# HSU VTF3 MK4 Subwoofer



## asere (Dec 7, 2011)

Ok so this weekend we are having a party at our place and I want to show of my Hsu VTF MK4. I know it is all about preference but what setting will be better for music? Right now I have it sealed with Q3 and EQ2. Should I do 2 ports open with Q3 and EQ2? I have tried different ways but notice no difference. The sub is connected to Denon avr with 5.1 set up. Thanks


----------



## theJman (Mar 3, 2012)

Well, if you can't tell a difference then any of those settings should be just fine... 

Generally speaking, sealed is best for music. Flat too, so no artificial boost. Of course, if your room has nulls then you could end up with weak spots, so unless you measure it there's really no way of ascertaining what the ideal configuration truly is.

Play it by ear -- literally -- and you'll probably be fine.
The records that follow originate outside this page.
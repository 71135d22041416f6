//! Application configuration management.
//!
//! Configuration is loaded from a YAML file with environment variable overrides. The configuration
//! file path defaults to `config.yaml` but can be specified via `-f` flag or `LINGUA_CONFIG`
//! environment variable.
//!
//! ## Loading Priority
//!
//! Configuration sources are merged in the following order (later sources override earlier ones):
//!
//! 1. **YAML config file** - Base configuration (default: `config.yaml`)
//! 2. **Environment variables** - Variables prefixed with `LINGUA_` override YAML values
//! 3. **DATABASE_URL** - Special case: overrides `database_url` if set
//!
//! For nested config values, use double underscores in environment variables. For example,
//! `LINGUA_AUTH__ALLOW_REGISTRATION=false` sets the `auth.allow_registration` field.
//!
//! ## Usage
//!
//! ```no_run
//! use clap::Parser;
//! use lingua_auth::config::{Args, Config};
//!
//! # fn main() -> Result<(), Box<dyn std::error::Error>> {
//! let args = Args::parse();
//! let config = Config::load(&args)?;
//! println!("Server will bind to {}:{}", config.host, config.port);
//! # Ok(())
//! # }
//! ```

use clap::Parser;
use figment::{
    Figment,
    providers::{Env, Format, Yaml},
};
use serde::{Deserialize, Serialize};
use std::time::Duration;

use crate::errors::Error;

/// Simple CLI args - just for specifying config file
#[derive(Parser, Debug)]
#[command(author, version, about, long_about = None)]
pub struct Args {
    /// Path to configuration file
    #[arg(short = 'f', long, env = "LINGUA_CONFIG", default_value = "config.yaml")]
    pub config: String,

    /// Validate configuration and exit without starting the server.
    /// Useful for CI/CD pipelines to catch config errors before deployment.
    #[arg(long)]
    pub validate: bool,
}

/// Main application configuration.
///
/// This is the root configuration structure loaded from YAML and environment variables.
/// All fields have sensible defaults defined in the `Default` implementation.
#[derive(Debug, Clone, Deserialize, Serialize)]
#[serde(default, deny_unknown_fields)]
pub struct Config {
    /// HTTP server host to bind to (e.g., "0.0.0.0" for all interfaces)
    pub host: String,
    /// HTTP server port to bind to
    pub port: u16,
    /// PostgreSQL connection string
    pub database_url: String,
    /// Email address for the initial admin account (provisioned on startup)
    pub admin_email: String,
    /// Password for the initial admin account (optional, can be set via environment)
    pub admin_password: Option<String>,
    /// Secret key for signing session tokens (required)
    pub secret_key: Option<String>,
    /// Authentication configuration (sessions, password rules, registration)
    pub auth: AuthConfig,
    /// Page-view analytics configuration
    pub analytics: AnalyticsConfig,
    /// CORS configuration for browser clients
    pub cors: CorsConfig,
    /// Enable OpenTelemetry OTLP export for distributed tracing
    pub enable_otel_export: bool,
}

impl Default for Config {
    fn default() -> Self {
        Self {
            host: "0.0.0.0".to_string(),
            port: 3000,
            database_url: "postgres://localhost:5432/lingua_auth".to_string(),
            admin_email: "admin@localhost".to_string(),
            admin_password: None,
            secret_key: None,
            auth: AuthConfig::default(),
            analytics: AnalyticsConfig::default(),
            cors: CorsConfig::default(),
            enable_otel_export: false,
        }
    }
}

/// Authentication configuration.
#[derive(Debug, Clone, Deserialize, Serialize)]
#[serde(default, deny_unknown_fields)]
pub struct AuthConfig {
    /// Allow new users to self-register
    pub allow_registration: bool,
    /// Password validation rules and hashing cost
    pub password: PasswordConfig,
    /// User session cookie configuration
    pub user_session: SessionConfig,
    /// Admin session cookie configuration
    pub admin_session: SessionConfig,
}

impl Default for AuthConfig {
    fn default() -> Self {
        Self {
            allow_registration: true,
            password: PasswordConfig::default(),
            user_session: SessionConfig {
                timeout: Duration::from_secs(7 * 24 * 60 * 60), // 7 days
                cookie_name: "auth-token".to_string(),
                cookie_secure: false,
                cookie_same_site: "lax".to_string(),
            },
            admin_session: SessionConfig {
                timeout: Duration::from_secs(24 * 60 * 60), // 1 day
                cookie_name: "admin-auth-token".to_string(),
                cookie_secure: false,
                cookie_same_site: "lax".to_string(),
            },
        }
    }
}

/// Session cookie configuration.
#[derive(Debug, Clone, Deserialize, Serialize)]
#[serde(default, deny_unknown_fields)]
pub struct SessionConfig {
    /// Session timeout duration
    #[serde(with = "humantime_serde")]
    pub timeout: Duration,
    /// Cookie name for session token
    pub cookie_name: String,
    /// Set Secure flag on cookies (HTTPS only)
    pub cookie_secure: bool,
    /// SameSite cookie attribute ("strict", "lax", or "none")
    pub cookie_same_site: String,
}

impl Default for SessionConfig {
    fn default() -> Self {
        Self {
            timeout: Duration::from_secs(24 * 60 * 60),
            cookie_name: "auth-token".to_string(),
            cookie_secure: false,
            cookie_same_site: "lax".to_string(),
        }
    }
}

/// Password validation rules.
#[derive(Debug, Clone, Deserialize, Serialize)]
#[serde(default, deny_unknown_fields)]
pub struct PasswordConfig {
    /// Minimum password length
    pub min_length: usize,
    /// Maximum password length
    pub max_length: usize,
    /// Argon2 memory cost in KiB (default: 19456 KiB = 19 MB, secure for production)
    pub argon2_memory_kib: u32,
    /// Argon2 iterations (default: 2, secure for production)
    pub argon2_iterations: u32,
    /// Argon2 parallelism (default: 1)
    pub argon2_parallelism: u32,
}

impl Default for PasswordConfig {
    fn default() -> Self {
        Self {
            min_length: 6,
            max_length: 64,
            // Secure defaults for production (Argon2id RFC recommendations)
            argon2_memory_kib: 19456, // 19 MB
            argon2_iterations: 2,
            argon2_parallelism: 1,
        }
    }
}

/// Page-view analytics configuration.
#[derive(Debug, Clone, Deserialize, Serialize)]
#[serde(default, deny_unknown_fields)]
pub struct AnalyticsConfig {
    /// Record page-view events for trackable pages
    pub enabled: bool,
    /// Cookie name for the anonymous visitor identifier
    pub visitor_cookie_name: String,
    /// Set Secure flag on the visitor cookie (HTTPS only)
    pub visitor_cookie_secure: bool,
    /// Lifetime of the anonymous visitor cookie
    #[serde(with = "humantime_serde")]
    pub visitor_cookie_max_age: Duration,
    /// Pages whose views are recorded. "/" matches exactly; other entries
    /// match the path itself and any sub-path.
    pub trackable_pages: Vec<String>,
}

impl Default for AnalyticsConfig {
    fn default() -> Self {
        Self {
            enabled: true,
            visitor_cookie_name: "session-id".to_string(),
            visitor_cookie_secure: false,
            visitor_cookie_max_age: Duration::from_secs(30 * 24 * 60 * 60), // 30 days
            trackable_pages: ["/", "/dashboard", "/stories", "/flashcards", "/chat", "/signin", "/signup"]
                .into_iter()
                .map(String::from)
                .collect(),
        }
    }
}

/// CORS (Cross-Origin Resource Sharing) configuration.
#[derive(Debug, Clone, Deserialize, Serialize)]
#[serde(default, deny_unknown_fields)]
pub struct CorsConfig {
    /// Allowed origins for CORS requests
    pub allowed_origins: Vec<String>,
    /// Allow credentials (cookies) in CORS requests
    pub allow_credentials: bool,
}

impl Default for CorsConfig {
    fn default() -> Self {
        Self {
            allowed_origins: vec!["http://localhost:3001".to_string()],
            allow_credentials: true,
        }
    }
}

impl Config {
    #[allow(clippy::result_large_err)]
    pub fn load(args: &Args) -> Result<Self, figment::Error> {
        let mut config: Self = Self::figment(args).extract()?;

        // DATABASE_URL wins over anything in the file
        if let Ok(url) = std::env::var("DATABASE_URL") {
            config.database_url = url;
        }

        config.validate().map_err(|e| figment::Error::from(e.to_string()))?;
        Ok(config)
    }

    fn figment(args: &Args) -> Figment {
        Figment::new()
            .merge(Yaml::file(&args.config))
            .merge(Env::prefixed("LINGUA_").split("__"))
    }

    /// Validate the configuration for consistency and required fields
    pub fn validate(&self) -> Result<(), Error> {
        if self.secret_key.is_none() {
            return Err(Error::Internal {
                operation: "Config validation: secret_key is not configured. \
                 Please set LINGUA_SECRET_KEY environment variable or add secret_key to config file."
                    .to_string(),
            });
        }

        if self.auth.password.min_length > self.auth.password.max_length {
            return Err(Error::Internal {
                operation: format!(
                    "Config validation: Invalid password configuration: min_length ({}) cannot be greater than max_length ({})",
                    self.auth.password.min_length, self.auth.password.max_length
                ),
            });
        }

        if self.auth.password.min_length < 1 {
            return Err(Error::Internal {
                operation: "Config validation: Invalid password configuration: min_length must be at least 1".to_string(),
            });
        }

        for session in [&self.auth.user_session, &self.auth.admin_session] {
            if session.timeout.as_secs() < 300 {
                return Err(Error::Internal {
                    operation: format!(
                        "Config validation: session timeout for cookie '{}' is too short (minimum 5 minutes)",
                        session.cookie_name
                    ),
                });
            }
            if session.timeout.as_secs() > 86400 * 30 {
                return Err(Error::Internal {
                    operation: format!(
                        "Config validation: session timeout for cookie '{}' is too long (maximum 30 days)",
                        session.cookie_name
                    ),
                });
            }
        }

        if self.auth.user_session.cookie_name == self.auth.admin_session.cookie_name {
            return Err(Error::Internal {
                operation: "Config validation: user and admin sessions cannot share a cookie name".to_string(),
            });
        }

        Ok(())
    }
}

#[cfg(test)]
mod tests {
    use super::*;

    #[test]
    fn test_default_config_requires_secret_key() {
        let config = Config::default();
        assert!(config.validate().is_err());
    }

    #[test]
    fn test_valid_config() {
        let config = Config {
            secret_key: Some("test-secret".to_string()),
            ..Default::default()
        };
        assert!(config.validate().is_ok());
    }

    #[test]
    fn test_password_bounds_validation() {
        let mut config = Config {
            secret_key: Some("test-secret".to_string()),
            ..Default::default()
        };
        config.auth.password.min_length = 100;
        config.auth.password.max_length = 10;
        assert!(config.validate().is_err());
    }

    #[test]
    fn test_cookie_names_must_differ() {
        let mut config = Config {
            secret_key: Some("test-secret".to_string()),
            ..Default::default()
        };
        config.auth.admin_session.cookie_name = config.auth.user_session.cookie_name.clone();
        assert!(config.validate().is_err());
    }

    #[test]
    fn test_session_timeout_bounds() {
        let mut config = Config {
            secret_key: Some("test-secret".to_string()),
            ..Default::default()
        };
        config.auth.user_session.timeout = Duration::from_secs(10);
        assert!(config.validate().is_err());
    }

    #[test]
    fn test_env_override() {
        figment::Jail::expect_with(|jail| {
            jail.create_file("config.yaml", "port: 3000\nsecret_key: file-secret\n")?;
            jail.set_env("LINGUA_PORT", "8080");
            jail.set_env("LINGUA_AUTH__ALLOW_REGISTRATION", "false");

            let args = Args {
                config: "config.yaml".to_string(),
                validate: false,
            };
            let config = Config::load(&args).expect("config should load");
            assert_eq!(config.port, 8080);
            assert!(!config.auth.allow_registration);
            assert_eq!(config.secret_key.as_deref(), Some("file-secret"));
            Ok(())
        });
    }
}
In other words, if it sounds good to you then there's really no need to change anything.


----------



## asere (Dec 7, 2011)

theJman said:


> Well, if you can't tell a difference then any of those settings should be just fine...
> 
> Generally speaking, sealed is best for music. Flat too, so no artificial boost. Of course, if your room has nulls then you could end up with weak spots, so unless you measure it there's really no way of ascertaining what the ideal configuration truly is.
> 
> Play it by ear -- literally -- and you'll probably be fine. In other words, if it sounds good to you then there's really no need to change anything.


Thanks, Yes I have measured and corner placement gives me the flattest spl reading. I say I hear no difference but bass seems tighter when it is all sealed. When you mentioned FLAT too does that mean I should change Audyssey to FLAT mode?


----------